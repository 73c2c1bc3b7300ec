use std::process::ExitCode;

fn main() -> ExitCode {
    if let Err(err) = nest::run() {
        eprintln!("error: {err:#}");
        return ExitCode::FAILURE;
    }
    ExitCode::SUCCESS
}
//! New note command handler.

use anyhow::{bail, Context, Result};
use std::path::Path;

use super::open_repository;
use crate::cli::NewArgs;
use crate::infra::edit_in_scratch_file;

pub fn handle_new(args: &NewArgs, nest: Option<&Path>) -> Result<()> {
    let mut repo = open_repository(nest)?;

    let content = match &args.message {
        Some(message) => message.clone().into_bytes(),
        None => {
            let editor = repo.config_get("editor")?;
            edit_in_scratch_file(&editor, &[]).context("running external editor")?
        }
    };

    if content.iter().all(u8::is_ascii_whitespace) {
        bail!("empty note, nothing saved");
    }

    let rev = repo.create_note(&content)?;
    println!("{}", rev.sha256);
    Ok(())
}
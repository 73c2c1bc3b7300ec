//! Content-addressed, append-only note store.
//!
//! [`Repository`] is the single entry point: it owns the SQLite connection
//! and sequences every multi-step write inside one transaction. Callers never
//! touch the blob or revision tables directly.

mod config;
mod connection;
mod notes;
mod schema;
mod search;


use crate::domain::{BlobHash, NoteId, NoteRev};
use chrono::{DateTime, SecondsFormat, Utc};
use rusqlite::Connection;
use serde::Serialize;
use std::path::PathBuf;
use thiserror::Error;

/// Default nest file name, looked up in the home directory and then the
/// working directory when no explicit path is given.
pub const NEST_FILE_NAME: &str = ".notebook.nest";

// ===========================================
// Errors
// ===========================================

/// Errors that can occur during store operations.
#[derive(Debug, Error)]
pub enum StoreError {
    /// The requested note does not exist.
    #[error("note not found: {id}")]
    NoteNotFound { id: NoteId },

    /// No blob is stored under the given hash.
    #[error("blob not found: {sha256}")]
    BlobNotFound { sha256: String },

    /// No revision exists with the given sequence number.
    #[error("revision not found: seq {seq}")]
    RevisionNotFound { seq: i64 },

    /// The config key is not present in the store.
    #[error("config key not found: {key}")]
    ConfigKeyNotFound { key: String },

    /// A storage-layer constraint was violated. The transaction discipline
    /// should prevent this; it is kept distinct so it is reportable if a
    /// corrupted store surfaces one.
    #[error("integrity violation during {operation}: {source}")]
    Integrity {
        operation: &'static str,
        #[source]
        source: rusqlite::Error,
    },

    /// A schema migration could not be applied.
    #[error("schema migration to version {version} failed: {source}")]
    Migration {
        version: i64,
        #[source]
        source: rusqlite::Error,
    },

    /// Any other database failure (I/O, disk full, corruption).
    #[error("database error: {0}")]
    Database(#[from] rusqlite::Error),

    /// Filesystem failure outside the database itself.
    #[error("I/O error at {path}: {source}")]
    Io {
        path: PathBuf,
        #[source]
        source: std::io::Error,
    },
}

/// Result type for store operations.
pub type StoreResult<T> = Result<T, StoreError>;

/// Maps a rusqlite error to [`StoreError::Integrity`] when it reports a
/// constraint violation, and to [`StoreError::Database`] otherwise.
pub(crate) fn classify_db_error(operation: &'static str, err: rusqlite::Error) -> StoreError {
    match &err {
        rusqlite::Error::SqliteFailure(code, _)
            if code.code == rusqlite::ErrorCode::ConstraintViolation =>
        {
            StoreError::Integrity {
                operation,
                source: err,
            }
        }
        _ => StoreError::Database(err),
    }
}

// ===========================================
// Clock
// ===========================================

/// Source of revision timestamps.
///
/// Injected at construction so tests can drive deterministic, strictly
/// increasing time. Exactly one reading is taken per write operation.
pub trait Clock: Send {
    fn now(&self) -> DateTime<Utc>;
}

/// Wall-clock time.
#[derive(Debug, Default)]
pub struct SystemClock;

impl Clock for SystemClock {
    fn now(&self) -> DateTime<Utc> {
        Utc::now()
    }
}

// ===========================================
// Repository
// ===========================================

/// The note store: one SQLite connection, one transaction boundary.
pub struct Repository {
    pub(crate) conn: Connection,
    pub(crate) clock: Box<dyn Clock>,
}

// ===========================================
// Derived search types
// ===========================================

/// One full-text search match against a current revision.
///
/// Transient: recomputed per query, never persisted. `seq` identifies the
/// matched revision row; resolve it with [`Repository::revision_by_seq`]
/// (two revisions sharing a blob hash still resolve distinctly).
#[derive(Debug, Clone, Serialize)]
pub struct SearchHit {
    pub seq: i64,
    pub sha256: BlobHash,
    /// BM25 rank; lower values are more relevant.
    pub rank: f64,
    /// Context window around the match, with visible markers and ellipsis.
    pub snippet: String,
}

impl SearchHit {
    /// Resolves this hit back to its originating revision.
    pub fn resolve(&self, repo: &Repository) -> StoreResult<NoteRev> {
        repo.revision_by_seq(self.seq)
    }
}

/// Aggregate frequency of one indexed term across current revisions.
#[derive(Debug, Clone, PartialEq, Serialize)]
pub struct TermStat {
    pub term: String,
    /// Number of distinct notes whose current revision contains the term.
    pub note_count: i64,
    /// Total occurrences across all current revisions.
    pub instance_count: i64,
}

// ===========================================
// Timestamp encoding
// ===========================================

/// Truncates a clock reading to microsecond precision, the resolution the
/// store persists. Write paths apply this before both storing and returning
/// a timestamp, so a returned revision is byte-equal to later reads of the
/// same row.
pub(crate) fn truncate_timestamp(ts: DateTime<Utc>) -> DateTime<Utc> {
    DateTime::from_timestamp_micros(ts.timestamp_micros()).unwrap_or(ts)
}

/// Encodes a timestamp as fixed-width RFC 3339 UTC with microseconds, so the
/// stored text sorts chronologically.
pub(crate) fn encode_timestamp(ts: DateTime<Utc>) -> String {
    ts.to_rfc3339_opts(SecondsFormat::Micros, true)
}

/// Decodes a timestamp written by [`encode_timestamp`].
pub(crate) fn decode_timestamp(raw: &str) -> rusqlite::Result<DateTime<Utc>> {
    DateTime::parse_from_rfc3339(raw)
        .map(|dt| dt.with_timezone(&Utc))
        .map_err(|e| {
            rusqlite::Error::FromSqlConversionFailure(
                0,
                rusqlite::types::Type::Text,
                Box::new(e),
            )
        })
}
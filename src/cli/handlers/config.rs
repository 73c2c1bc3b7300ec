//! Config command handlers.

use anyhow::{Context, Result};
use std::path::Path;

use super::open_repository;
use crate::cli::{GetConfigArgs, SetConfigArgs};

pub fn handle_get_config(args: &GetConfigArgs, nest: Option<&Path>) -> Result<()> {
    let repo = open_repository(nest)?;

    match &args.key {
        Some(key) => {
            let value = repo
                .config_get(key)
                .with_context(|| format!("getting config '{key}'"))?;
            println!("{value}");
        }
        None => {
            for key in repo.config_keys()? {
                let value = repo.config_get(&key)?;
                println!("{key}={value}");
            }
        }
    }
    Ok(())
}

pub fn handle_set_config(args: &SetConfigArgs, nest: Option<&Path>) -> Result<()> {
    let mut repo = open_repository(nest)?;
    repo.config_set(&args.key, &args.value)
        .with_context(|| format!("setting config '{}'", args.key))?;
    Ok(())
}
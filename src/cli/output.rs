//! Output format types for CLI commands.

use clap::ValueEnum;
use serde::Serialize;

use crate::domain::NoteRev;
use crate::infra::first_line;
use crate::store::SearchHit;

/// Output format for command results.
#[derive(Debug, Clone, Copy, Default, ValueEnum)]
pub enum OutputFormat {
    /// Human-readable output (default)
    #[default]
    Human,
    /// JSON output for programmatic consumption
    Json,
}

/// Timestamp layout used in human-readable listings.
pub const TIMESTAMP_LAYOUT: &str = "%Y-%m-%d %H:%M:%S";

/// One revision in listing output (`browse`, `history`, `word-cloud --term`).
#[derive(Debug, Serialize)]
pub struct RevListing {
    pub id: i64,
    pub seq: i64,
    pub sha256: String,
    pub modified: String,
    pub preview: String,
}

impl RevListing {
    /// Builds a listing row from a revision and the head bytes of its blob.
    pub fn from_rev(rev: &NoteRev, head: &[u8]) -> Self {
        Self {
            id: rev.note_id.as_i64(),
            seq: rev.seq,
            sha256: rev.sha256.as_str().to_string(),
            modified: rev.timestamp.format(TIMESTAMP_LAYOUT).to_string(),
            preview: first_line(head),
        }
    }

    pub fn human_line(&self) -> String {
        format!("{}  [{}] {}", self.modified, self.id, self.preview)
    }
}

/// One search result row.
#[derive(Debug, Serialize)]
pub struct SearchListing {
    pub id: i64,
    pub seq: i64,
    pub rank: f64,
    pub snippet: String,
}

impl SearchListing {
    pub fn from_hit(hit: &SearchHit, id: i64) -> Self {
        Self {
            id,
            seq: hit.seq,
            rank: hit.rank,
            snippet: hit.snippet.clone(),
        }
    }

    pub fn human_line(&self) -> String {
        format!("[{}] {}", self.id, self.snippet)
    }
}

#[cfg(test)]
mod tests {
    use super::*;
    use crate::domain::{BlobHash, NoteId};
    use chrono::{TimeZone, Utc};

    #[test]
    fn rev_listing_formats_human_line() {
        let rev = NoteRev {
            note_id: NoteId::new(3),
            sha256: BlobHash::compute(b"grocery list\nmilk"),
            timestamp: Utc.with_ymd_and_hms(2024, 2, 1, 9, 30, 0).unwrap(),
            seq: 7,
        };
        let listing = RevListing::from_rev(&rev, b"grocery list\nmilk");
        assert_eq!(
            listing.human_line(),
            "2024-02-01 09:30:00  [3] grocery list"
        );
    }

    #[test]
    fn rev_listing_serializes_all_fields() {
        let rev = NoteRev {
            note_id: NoteId::new(1),
            sha256: BlobHash::compute(b"x"),
            timestamp: Utc.with_ymd_and_hms(2024, 2, 1, 9, 30, 0).unwrap(),
            seq: 1,
        };
        let json = serde_json::to_value(RevListing::from_rev(&rev, b"x")).unwrap();
        assert_eq!(json["id"], 1);
        assert_eq!(json["preview"], "x");
        assert!(json["sha256"].as_str().unwrap().len() == 64);
    }
}
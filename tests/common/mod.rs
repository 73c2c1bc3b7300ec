//! Shared test utilities for end-to-end CLI tests.

pub mod harness;
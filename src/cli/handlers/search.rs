//! Search and word-cloud command handlers.

use anyhow::Result;
use std::path::Path;

use super::open_repository;
use crate::cli::output::{OutputFormat, RevListing, SearchListing};
use crate::cli::{SearchArgs, WordCloudArgs};
use crate::infra::PREVIEW_FETCH_LEN;

pub fn handle_search(args: &SearchArgs, nest: Option<&Path>) -> Result<()> {
    let repo = open_repository(nest)?;

    let mut rows = Vec::new();
    for hit in repo.search(&args.query)? {
        let rev = hit.resolve(&repo)?;
        rows.push(SearchListing::from_hit(&hit, rev.note_id.as_i64()));
    }

    match args.format {
        OutputFormat::Human => {
            for row in &rows {
                println!("{}", row.human_line());
            }
        }
        OutputFormat::Json => println!("{}", serde_json::to_string_pretty(&rows)?),
    }
    Ok(())
}

pub fn handle_word_cloud(args: &WordCloudArgs, nest: Option<&Path>) -> Result<()> {
    let repo = open_repository(nest)?;

    // With a term, show the notes it appears in; without, the term table.
    if let Some(term) = &args.term {
        let mut rows = Vec::new();
        for rev in repo.term_instances(term)? {
            let head = repo.blob_head(&rev.sha256, PREVIEW_FETCH_LEN)?;
            rows.push(RevListing::from_rev(&rev, &head));
        }

        match args.format {
            OutputFormat::Human => {
                for row in &rows {
                    println!("{}", row.human_line());
                }
            }
            OutputFormat::Json => println!("{}", serde_json::to_string_pretty(&rows)?),
        }
        return Ok(());
    }

    let terms = repo.word_cloud_terms()?;
    match args.format {
        OutputFormat::Human => {
            for stat in &terms {
                println!(
                    "{:>20} - appears {:>5} times in {:>5} notes",
                    stat.term, stat.instance_count, stat.note_count
                );
            }
        }
        OutputFormat::Json => println!("{}", serde_json::to_string_pretty(&terms)?),
    }
    Ok(())
}
//! Markdown rendering for the terminal and the web viewer.

use pulldown_cmark::{html, Event, HeadingLevel, Options, Parser, Tag};

fn extensions() -> Options {
    let mut options = Options::empty();
    options.insert(Options::ENABLE_TABLES);
    options.insert(Options::ENABLE_STRIKETHROUGH);
    options.insert(Options::ENABLE_TASKLISTS);
    options
}

/// Converts markdown text to HTML.
///
/// Enables tables, strikethrough, and task lists. Raw HTML embedded in the
/// markdown is demoted to text and escaped; note bodies are user data, not
/// markup the viewer should execute.
pub fn markdown_to_html(markdown: &str) -> String {
    let parser = Parser::new_ext(markdown, extensions()).map(|event| match event {
        Event::Html(raw) => Event::Text(raw),
        other => other,
    });
    let mut html_output = String::new();
    html::push_html(&mut html_output, parser);
    html_output
}

/// Renders markdown as plain terminal text.
///
/// Headings become underlined titles, list items get bullet markers, and
/// inline markup collapses to its text content. Good enough for `view`;
/// anything fancier belongs in the web viewer.
pub fn markdown_to_terminal(markdown: &str) -> String {
    let parser = Parser::new_ext(markdown, extensions());
    let mut out = String::new();
    let mut underline_from: Option<usize> = None;

    for event in parser {
        match event {
            Event::Start(Tag::Heading(level, _, _)) => {
                if level == HeadingLevel::H1 {
                    underline_from = Some(out.len());
                } else {
                    out.push_str(&"#".repeat(level as usize));
                    out.push(' ');
                }
            }
            Event::End(Tag::Heading(..)) => {
                // Top-level headings get an underline sized to their text.
                if let Some(start) = underline_from.take() {
                    let width = out[start..].chars().count();
                    out.push('\n');
                    out.push_str(&"-".repeat(width));
                }
                out.push_str("\n\n");
            }
            Event::Start(Tag::Item) => out.push_str("  * "),
            Event::End(Tag::Item) => out.push('\n'),
            Event::End(Tag::Paragraph) => out.push_str("\n\n"),
            Event::End(Tag::List(_)) => out.push('\n'),
            Event::Start(Tag::CodeBlock(_)) => out.push('\n'),
            Event::End(Tag::CodeBlock(_)) => out.push('\n'),
            Event::Text(text) => out.push_str(&text),
            Event::Code(code) => {
                out.push('`');
                out.push_str(&code);
                out.push('`');
            }
            Event::SoftBreak | Event::HardBreak => out.push('\n'),
            Event::Rule => out.push_str("----\n\n"),
            _ => {}
        }
    }

    out.trim_end().to_string()
}

#[cfg(test)]
mod tests {
    use super::*;

    #[test]
    fn html_renders_headings_and_paragraphs() {
        let html = markdown_to_html("# Title\n\nBody text.");
        assert!(html.contains("<h1>Title</h1>"));
        assert!(html.contains("<p>Body text.</p>"));
    }

    #[test]
    fn html_escapes_raw_characters() {
        let html = markdown_to_html("AT&T <tag>");
        assert!(html.contains("&amp;"));
        assert!(!html.contains("<tag>"));
        assert!(html.contains("&lt;tag&gt;"));
    }

    #[test]
    fn html_neutralizes_embedded_markup() {
        let html = markdown_to_html("before\n\n<script>alert(1)</script>\n\nafter");
        assert!(!html.contains("<script>"));
        assert!(html.contains("&lt;script&gt;"));
        assert!(html.contains("after"));
    }

    #[test]
    fn terminal_underlines_top_level_heading() {
        let text = markdown_to_terminal("# Title\n\nBody.");
        assert!(text.starts_with("Title\n-----"));
        assert!(text.contains("Body."));
    }

    #[test]
    fn terminal_keeps_list_structure() {
        let text = markdown_to_terminal("- one\n- two");
        assert!(text.contains("  * one"));
        assert!(text.contains("  * two"));
    }

    #[test]
    fn terminal_preserves_inline_code() {
        let text = markdown_to_terminal("run `nst ls` to browse");
        assert_eq!(text, "run `nst ls` to browse");
    }

    #[test]
    fn terminal_output_is_trimmed() {
        let text = markdown_to_terminal("just a line\n");
        assert_eq!(text, "just a line");
    }
}
//! nest - content-addressed notes with full revision history

pub mod cli;
pub mod domain;
pub mod export;
pub mod infra;
pub mod store;
pub mod web;

use anyhow::Result;
use clap::Parser;
use tracing_subscriber::EnvFilter;

use cli::{
    handlers::{
        handle_browse, handle_completions, handle_edit, handle_export, handle_get_config,
        handle_history, handle_init, handle_new, handle_search, handle_serve_web,
        handle_set_config, handle_view, handle_word_cloud,
    },
    Cli, Command,
};

/// Main entry point for the CLI application.
pub fn run() -> Result<()> {
    tracing_subscriber::fmt()
        .with_env_filter(EnvFilter::from_default_env())
        .with_writer(std::io::stderr)
        .init();

    let cli = Cli::parse();
    let nest = cli.nest.as_deref();

    match &cli.command {
        Command::Init(args) => handle_init(args, nest),
        Command::New(args) => handle_new(args, nest),
        Command::Edit(args) => handle_edit(args, nest),
        Command::View(args) => handle_view(args, nest),
        Command::Browse(args) => handle_browse(args, nest),
        Command::History(args) => handle_history(args, nest),
        Command::Search(args) => handle_search(args, nest),
        Command::GetConfig(args) => handle_get_config(args, nest),
        Command::SetConfig(args) => handle_set_config(args, nest),
        Command::Export(args) => handle_export(args, nest),
        Command::ServeWeb(args) => handle_serve_web(args, nest),
        Command::WordCloud(args) => handle_word_cloud(args, nest),
        Command::Completions(args) => handle_completions(args),
    }
}
//! Core value types shared across the store and presentation layers.

mod blob_hash;
mod revision;

pub use blob_hash::{BlobHash, BlobHashError};
pub use revision::{NoteId, NoteRev};
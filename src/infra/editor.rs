//! External editor integration.
//!
//! Note content is round-tripped through a scratch file: write the starting
//! content, hand the file to the user's editor, read the result back. The
//! scratch file is removed when the handle drops, whether or not the editor
//! succeeded.

use std::fs;
use std::io::{self, Write};
use std::process::Command;
use tempfile::Builder;
use thiserror::Error;

/// Errors when running the external editor.
#[derive(Debug, Error)]
pub enum EditorError {
    #[error("editor command is empty")]
    EmptyCommand,

    #[error("failed to launch editor '{editor}': {source}")]
    Launch {
        editor: String,
        #[source]
        source: io::Error,
    },

    #[error("editor '{editor}' exited with non-zero status")]
    NonZeroExit { editor: String },

    #[error("scratch file error: {0}")]
    Scratch(#[from] io::Error),
}

/// Opens `editor` on a scratch file seeded with `initial` and returns the
/// saved content.
///
/// `editor` may carry arguments ("code --wait"); the first token is the
/// program. Blocks until the editor process exits.
pub fn edit_in_scratch_file(editor: &str, initial: &[u8]) -> Result<Vec<u8>, EditorError> {
    let parts: Vec<&str> = editor.split_whitespace().collect();
    let Some((cmd, args)) = parts.split_first() else {
        return Err(EditorError::EmptyCommand);
    };

    let mut scratch = Builder::new().suffix(".md").tempfile()?;
    scratch.write_all(initial)?;
    scratch.flush()?;

    let status = Command::new(cmd)
        .args(args)
        .arg(scratch.path())
        .status()
        .map_err(|e| EditorError::Launch {
            editor: editor.to_string(),
            source: e,
        })?;

    if !status.success() {
        return Err(EditorError::NonZeroExit {
            editor: editor.to_string(),
        });
    }

    Ok(fs::read(scratch.path())?)
}

#[cfg(test)]
mod tests {
    use super::*;

    #[test]
    fn empty_editor_command_is_rejected() {
        assert!(matches!(
            edit_in_scratch_file("", b"content"),
            Err(EditorError::EmptyCommand)
        ));
        assert!(matches!(
            edit_in_scratch_file("   ", b"content"),
            Err(EditorError::EmptyCommand)
        ));
    }

    #[test]
    fn unknown_editor_fails_to_launch() {
        let err = edit_in_scratch_file("definitely-not-an-editor-binary", b"x").unwrap_err();
        assert!(matches!(err, EditorError::Launch { .. }));
    }

    #[cfg(unix)]
    #[test]
    fn editor_output_is_read_back() {
        // "true" leaves the scratch file untouched, so we read back the seed.
        let content = edit_in_scratch_file("true", b"seeded content").unwrap();
        assert_eq!(content, b"seeded content");
    }

    #[cfg(unix)]
    #[test]
    fn failing_editor_is_an_error() {
        let err = edit_in_scratch_file("false", b"x").unwrap_err();
        assert!(matches!(err, EditorError::NonZeroExit { .. }));
    }
}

■ **Problem statement**: Beginning at the line with "scratch.flush()?;", write out each line exactly as it stands until the listing ends, and add nothing.

■ **Task output**:
    scratch.flush()?;

    let status = Command::new(cmd)
        .args(args)
        .arg(scratch.path())
        .status()
        .map_err(|e| EditorError::Launch {
            editor: editor.to_string(),
            source: e,
        })?;

    if !status.success() {
        return Err(EditorError::NonZeroExit {
            editor: editor.to_string(),
        });
    }

    Ok(fs::read(scratch.path())?)
}

#[cfg(test)]
mod tests {
    use super::*;

    #[test]
    fn empty_editor_command_is_rejected() {
        assert!(matches!(
            edit_in_scratch_file("", b"content"),
            Err(EditorError::EmptyCommand)
        ));
        assert!(matches!(
            edit_in_scratch_file("   ", b"content"),
            Err(EditorError::EmptyCommand)
        ));
    }

    #[test]
    fn unknown_editor_fails_to_launch() {
        let err = edit_in_scratch_file("definitely-not-an-editor-binary", b"x").unwrap_err();
        assert!(matches!(err, EditorError::Launch { .. }));
    }

    #[cfg(unix)]
    #[test]
    fn editor_output_is_read_back() {
        // "true" leaves the scratch file untouched, so we read back the seed.
        let content = edit_in_scratch_file("true", b"seeded content").unwrap();
        assert_eq!(content, b"seeded content");
    }

    #[cfg(unix)]
    #[test]
    fn failing_editor_is_an_error() {
        let err = edit_in_scratch_file("false", b"x").unwrap_err();
        assert!(matches!(err, EditorError::NonZeroExit { .. }));
    }
}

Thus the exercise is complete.